Agrobusiness vs. Verbraucherschutz?

Lobbyist*innen des Agrobusiness wollen per Gesetz dafür sorgen, dass Informationen zu Gentechnik vorenthalten werden.
| von Marc Guschal
Agrobusiness vs. Verbraucherschutz?
Produkte auf der Basis von gentechnisch verändertem Mais finden sich in vielen brasilianischen Lebensmittelgeschäften. Aber wie sollen Verbraucher*innen dies in Zukunft wissen? Foto: José Luís Agapito.

2013 stammten 91,1% des brasilianischen Sojaanbaus und 81,5% der Maisproduktion aus gentechnisch modifizierten Beständen. Dafür werden Wälder abgeholzt und für die Böden schädliche Monokulturen gepflanzt. Doch nicht nur die Umwelt leidet. Auch Verbraucherrechte werden beschnitten.

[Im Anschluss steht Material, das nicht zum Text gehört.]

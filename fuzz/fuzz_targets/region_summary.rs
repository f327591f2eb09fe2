#![no_main]
use libfuzzer_sys::fuzz_target;

use chunkatlas::{Region, RegionSummary, Registry};
use skimnbt::SkipList;
use std::io::Cursor;

fuzz_target!(|data: Vec<u8>| {
    if let Ok(mut region) = Region::from_stream(Cursor::new(data)) {
        let _ = RegionSummary::decode(
            &mut region,
            0,
            0,
            Registry::vanilla(),
            SkipList::chunk_summary(),
        );
    }
});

Die Kennzeichnung gentechnisch veränderter Lebensmittel

Luis Carlos Heinze, 64, ist Landwirt und Agraringenieur. Er kommt aus einem kleinen Dorf im Bundesstaat Rio Grande do Sul und ist seit 16 Jahren brasilianischer Bundesparlamentsabgeordneter. Dort vertritt er rechtskonservative Positionen seiner Partei, dem Partido Progressista (PP). Zugleich repräsentiert er auch die bancada ruralista, eine mächtige Landwirtschaftsfraktion, die bei den Wahlen 2014 erneut an Stimmen hinzugewonnen hat. Viele Abgeordnete dieser Fraktion sind selbst Großgrundbesitzer. Sie betreiben Lobbyarbeit zugunsten des Agrobusiness, sehen Umweltschutz als Profitbremse und wollen die Rechte von traditionellen Bevölkerungen und Kleinbauern beschneiden. Heinze fiel 2014 besonders negativ auf: Er behauptete, Indios, Schwule und Lesben, sowie die Nachkommen geflohener schwarzer Sklaven würden nichts taugen; sie hätten sich in der brasilianischen Regierung eingenistet und dort die Macht übernommen.

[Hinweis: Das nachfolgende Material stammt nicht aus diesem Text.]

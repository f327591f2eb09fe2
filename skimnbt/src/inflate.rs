use flate2::{Decompress, FlushDecompress, Status};

use crate::error::{Error, Result};

/// Initial size of the inflate buffer, as a multiple of the compressed size.
/// Around 97% of chunks inflate to no more than 14 times their compressed size,
/// so most chunks never need the buffer to grow.
pub const INFLATE_MULTIPLIER: usize = 14;

/// Inflate a zlib compressed chunk payload.
///
/// The output buffer starts at [`INFLATE_MULTIPLIER`] times the input size and
/// doubles whenever it fills. Inflating stops at the end of the zlib stream, or
/// when the inflater can make no more progress. A stream cut short therefore
/// gives back whatever it decoded before the cut, and the NBT decoder deals
/// with the partial data. Malformed streams are an
/// [`ErrorKind::Decompression`][crate::error::ErrorKind::Decompression] error.
pub fn inflate(compressed: &[u8]) -> Result<Vec<u8>> {
    if compressed.is_empty() {
        return Err(Error::decompression("chunk payload is empty"));
    }

    let mut inflater = Decompress::new(true);
    let mut out = Vec::with_capacity(compressed.len().saturating_mul(INFLATE_MULTIPLIER));

    loop {
        if out.len() == out.capacity() {
            out.reserve(out.capacity());
        }

        let consumed = inflater.total_in() as usize;
        let produced = inflater.total_out();

        let status = inflater
            .decompress_vec(&compressed[consumed..], &mut out, FlushDecompress::None)
            .map_err(Error::decompression)?;

        match status {
            Status::StreamEnd => break,
            Status::Ok | Status::BufError => {
                let stalled = inflater.total_out() == produced
                    && inflater.total_in() as usize == consumed;
                if stalled {
                    break;
                }
            }
        }
    }

    out.shrink_to_fit();
    Ok(out)
}
use std::fs::File;

use chunkatlas::{extract, Region, Registry};
use chunkatlas_tools::{ErrorMessage, Result};
use clap::{App, Arg};
use env_logger::Env;
use log::info;
use skimnbt::{from_bytes, SkipList};

fn main() -> Result<()> {
    env_logger::Builder::from_env(Env::default().default_filter_or("info"))
        .format_timestamp(None)
        .init();

    let matches = App::new("chunk-dump")
        .about("Print one chunk of a region file as JSON")
        .arg(Arg::with_name("region").takes_value(true).required(true))
        .arg(
            Arg::with_name("x")
                .takes_value(true)
                .required(true)
                .help("chunk x within the region, 0 to 31"),
        )
        .arg(
            Arg::with_name("z")
                .takes_value(true)
                .required(true)
                .help("chunk z within the region, 0 to 31"),
        )
        .arg(
            Arg::with_name("all")
                .long("all")
                .help("print every field rather than only those a summary reads"),
        )
        .get_matches();

    let path = matches.value_of("region").unwrap();
    let x: usize = matches.value_of("x").unwrap().parse()?;
    let z: usize = matches.value_of("z").unwrap().parse()?;

    let skip = if matches.is_present("all") {
        SkipList::empty()
    } else {
        SkipList::chunk_summary().clone()
    };

    let mut region = Region::from_stream(File::open(path)?)?;
    let chunk = region
        .read_compressed_chunk(x, z)?
        .ok_or_else(|| ErrorMessage(format!("no chunk at {}, {} in {}", x, z, path)))?;

    info!("{:?} chunk, {} bytes compressed", chunk.scheme, chunk.data.len());

    let root = from_bytes(&chunk.decompress()?, &skip)?;

    match extract(&root, Registry::vanilla()) {
        Ok(record) => info!("summary: {}", serde_json::to_string(&record)?),
        Err(e) => info!("chunk does not summarise: {}", e),
    }

    println!("{}", serde_json::to_string_pretty(&root)?);
    Ok(())
}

Wer jedoch Macht ausübt und dabei nur eigene Interessen verfolgt, ist die bancada ruralista um Heinze selbst. Passendes Beispiel: Die Kennzeichnung von gentechnisch veränderten Nahrungsprodukten. Seit März 2005 gilt in Brasilien die gesetzliche Pflicht, Verpackungen gentechnisch modifizierter Lebensmittelprodukte unabhängig von deren Anteil entsprechend zu markieren. Genutzt wird dafür ein gelbes Dreieck mit einem gut sichtbaren, schwarzen "T", das für Transgênicos steht. Der bancada ruralista ist diese Art der Etikettierung ein Dorn im Auge. Sie befürchtet Profiteinbußen für das Agrobusiness und beklagt, die Kennzeichnung würde ein schlechtes Image auf die Produkte werfen.

Ende April brachte Heinze deshalb einen Gesetzesentwurf in der Abgeordnetenkammer ein, der diese gesetzliche Pflicht abschaffen soll. Dem Entwurf zufolge ist eine Etikettierung nur noch vorgesehen, wenn die Präsenz genveränderter Organismen die 1% seiner Gesamtheit überschreitet. Auch das "T" soll weg. Stattdessen muss die Verpackung nur noch im Kleingedruckten ausführen, dass es sich um gentechnisch veränderte Lebensmittel handelt. Viele Produkte, die zu geringem Anteil genverändertes Material enthalten, wären in diesem Fall gar nicht mehr gekennzeichnet, wie zum Beispiel Kekse, Öle oder Margarine. Gleiches gilt für tierische Produkte auf der Basis von gentechnisch verändertem Futtermittel.
320 Abgeordnete stimmten für das Gesetz. Nur 135 waren dagegen. Während sich das Agrobusiness freut, leiden darunter die Verbraucher*innen. Falls das Gesetz verabschiedet wird, werden sie nämlich nicht mehr korrekt über die Herstellung bzw. Zusammensetzung der Lebensmittel informiert. Eine Aufklärung über mögliche Risiken entfällt, ebenso wie die Chance auf eine selbstbestimmte Ernährung: Ein Rückschritt für den Verbraucherschutz. Auch das Brasilianische Institut für Verbraucherschutz (Idec) spricht sich gegen den Gesetzesentwurf aus und brandmarkt diesen als Verletzung der Rechte auf Information, auf gesunde Ernährung und auf eine ökologisch ausgeglichene Umwelt. Garantiert werden diese Rechte eigentlich im brasilianischen Verbrauchschutzgesetzbuch und in der Bundesverfassung. Weiterhin wären Kontrollanalysen nötig, um zu überprüfen, ob der Anteil an gentechnisch modifiziertem Material die 1% überschreitet. Wer für die Kosten aufkommen soll, ist in dem Gesetzesentwurf aber nicht geregelt.
Bevor das Gesetz in Kraft tritt, muss es aber noch einige Hürden nehmen. Zunächst muss auch der Senat, die zweite Kammer des Parlamentes, dem Gesetz zustimmen. Dieser will sich zuvor einen Überblick über die Meinung der Öffentlichkeit verschaffen. Zu diesem Zweck wurde auf der offiziellen Senatsseite eine elektronische Umfrage gestartet. Am Samstag, den 06.06., waren 733 Stimmen dafür, 11793 dagegen. Zudem muss der Gesetzesentwurf noch durch verschiedene Gremien analysiert und bewertet werden: Durch den Ausschuss für Wissenschaft und Technologie, den Ausschuss für Umwelt, Verbraucherschutz, Aufsicht und Kontrolle, sowie den Ausschuss für soziale Angelenheiten. Für diejenigen, die nicht mitansehen wollen wie bereits errungene Rechte der Bevölkerung zu Gunsten der Profitmaximierung einer fragwürdigen Branche beseitigt werden, besteht also noch Hoffnung.